There are six main types of difficult customers and there’s an excellent chance you’ll encounter every one of them during your lifetime. Let’s look at who they are:

• Mr./Ms. Nice Guy/Girl – Some people just don’t know how to disagree or say no even when they want to. They may make purchases or commitments they later regret and/or back out off. They can also lead you to believe you’ve almost made a sale when they were just being nice. How To Deal With Difficult Customers

• Quiet Types – There are customers who simply don’t feel comfortable asking questions or sharing their opinions. It can be difficult helping someone who never says more than yes or no to any question.

• School Yard Bullies – Bullies aren’t just found in elementary schools. These customers are quick to anger, highly critical, impatient, and often verbally abusive.

• Wait and See Types – These people are the ones who don’t want to make a decision. You may spend hours working with them only to have them put off a choice.

• Mr./Mrs. Know-it-all – We’ve all met these people. They know everything about everything, including how to do your job. Their attitude is often accompanied by rudeness.

• Nothing’s Ever Good Enough Types – You can’t please everyone, but these people can simply never be pleased. They find something negative to say about everything, and they want to complain constantly.

Now that you know the types, there are a few ways to handle these individuals. With the first two types, you should work on forming a relationship with them. You may want to ask conversational questions to put them at ease, then move on to open-ended questions that will get them talking more. Similar strategies work with Wait and See Types also, except that you’ll need to question them about why they are hesitating and figure out ways to help them overcome those reservations.

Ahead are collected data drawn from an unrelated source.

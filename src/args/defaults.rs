pub(crate) const DEFAULT_USER_AGENT: &str = concat!("loadpulse/", env!("CARGO_PKG_VERSION"));

pub(crate) const DEFAULT_IDENTITY_HEADER: &str = "User-Agent";

pub(crate) const DEFAULT_REQUEST_LOG: &str = "loadpulse-requests.log";

/// Identities used when neither `--identity`, `--identity-file`, nor the config
/// file supply a catalog. Traffic diversification only; replace freely.
pub(crate) const DEFAULT_IDENTITY_CATALOG: [&str; 4] = [
    "Mozilla/5.0 (Windows NT 10.0; Win64; x64) AppleWebKit/537.36 (KHTML, like Gecko) Chrome/120.0 Safari/537.36",
    "Mozilla/5.0 (Macintosh; Intel Mac OS X 14_2) AppleWebKit/605.1.15 (KHTML, like Gecko) Version/17.2 Safari/605.1.15",
    "Mozilla/5.0 (X11; Linux x86_64; rv:121.0) Gecko/20100101 Firefox/121.0",
    DEFAULT_USER_AGENT,
];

How To Deal With Difficult Customers

With the last two types, you’ll have to take proactive measures. For Know-it-alls, you should focus on delivering the facts. Don’t give them a chance to one-up you up their knowledge. For the complainers, you should bring up potential negatives before they have a chance to. If they complain, ask them specifically how they want the situation corrected so you don’t give them an opportunity to complain more.

Bullies can often be the most difficult because their behavior can be outrageous. You should never argue or fight with a bully, since that’s really all they want. Instead, force yourself to remain calm and rational.

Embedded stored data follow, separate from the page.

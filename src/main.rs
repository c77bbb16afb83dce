use loadpulse::error::AppResult;

fn main() -> AppResult<()> {
    loadpulse::entry::run()
}
use std::time::Duration;

use rand::Rng;

use crate::error::ValidationError;

/// Inclusive bounds for the pause a worker takes between two requests.
#[derive(Debug, Clone, Copy, PartialEq, Eq)]
pub struct ThinkTime {
    min: Duration,
    max: Duration,
}

impl ThinkTime {
    pub const NONE: ThinkTime = ThinkTime {
        min: Duration::ZERO,
        max: Duration::ZERO,
    };

    /// # Errors
    ///
    /// Returns an error when `min > max`.
    pub fn new(min: Duration, max: Duration) -> Result<Self, ValidationError> {
        if min > max {
            return Err(ValidationError::ThinkTimeInverted {
                min: min.as_secs_f64(),
                max: max.as_secs_f64(),
            });
        }
        Ok(Self { min, max })
    }

    /// Builds bounds from fractional seconds.
    ///
    /// # Errors
    ///
    /// Returns an error when a bound is negative, not finite, too large for a
    /// [`Duration`], or when `min > max`.
    pub fn from_secs_f64(min: f64, max: f64) -> Result<Self, ValidationError> {
        let min_duration = Duration::try_from_secs_f64(min)
            .map_err(|_err| ValidationError::ThinkTimeOutOfRange { value: min })?;
        let max_duration = Duration::try_from_secs_f64(max)
            .map_err(|_err| ValidationError::ThinkTimeOutOfRange { value: max })?;
        Self::new(min_duration, max_duration)
    }

    #[must_use]
    pub const fn min(&self) -> Duration {
        self.min
    }

    #[must_use]
    pub const fn max(&self) -> Duration {
        self.max
    }

    /// Draws a pause uniformly from `[min, max]`.
    pub fn sample<R: Rng + ?Sized>(&self, rng: &mut R) -> Duration {
        rng.gen_range(self.min..=self.max)
    }
}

If the situation starts to get out of control, you should call for support from a supervisor and ask the customer to leave.

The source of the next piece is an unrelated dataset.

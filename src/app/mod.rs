mod runner;
pub(crate) mod summary;


pub(crate) use runner::run_local;
pub(crate) use summary::{Report, render_report};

Dealing with Difficult Personalities

Directions: Below are some questions related to what you just read. The group that is assigned this topic should complete the answers and be prepared to present them to the class. Relate your answers back to the article whenever possible to make this a lesson. _

1. Think about your own personality, particularly when you have to make a purchase. Which of the four personality types – amiable, expressive, analytical, or driver – best describes you?


2. Some difficult customers will always be difficult because their negative behavior generates some sort of reward for them. For example, Mr./Ms. Nice Guy/Girl Types feel as if they are liked more because they are agreeable. Think about the behaviors of two other types of difficult customers. What do you think they get out of their inappropriate behavior?

3. Read the following scenario, then decide which type of difficult customer is being depicted and discuss what the employee can do to deal with them effectively:

Employee (showing travel brochures): We’ve talked about several of these great vacation packages which would be perfect for your family’s budget. Is there any one that you are more interested in?

Customer (staring at the brochures): I’m not sure, really. They all seem so wonderful, but maybe I should wait before making a decision.

Employee: Well, the Early Bird rates I gave you are only good until the end of the week so I can’t guarantee those prices much longer. Last time, you said you were going to speak with your husband about the choice. Did he have a favourite?

Customer: He said the decision is up to me, but I just can’t make up my mind. Maybe I should wait until my son comes home from college. He might be able to help me decide.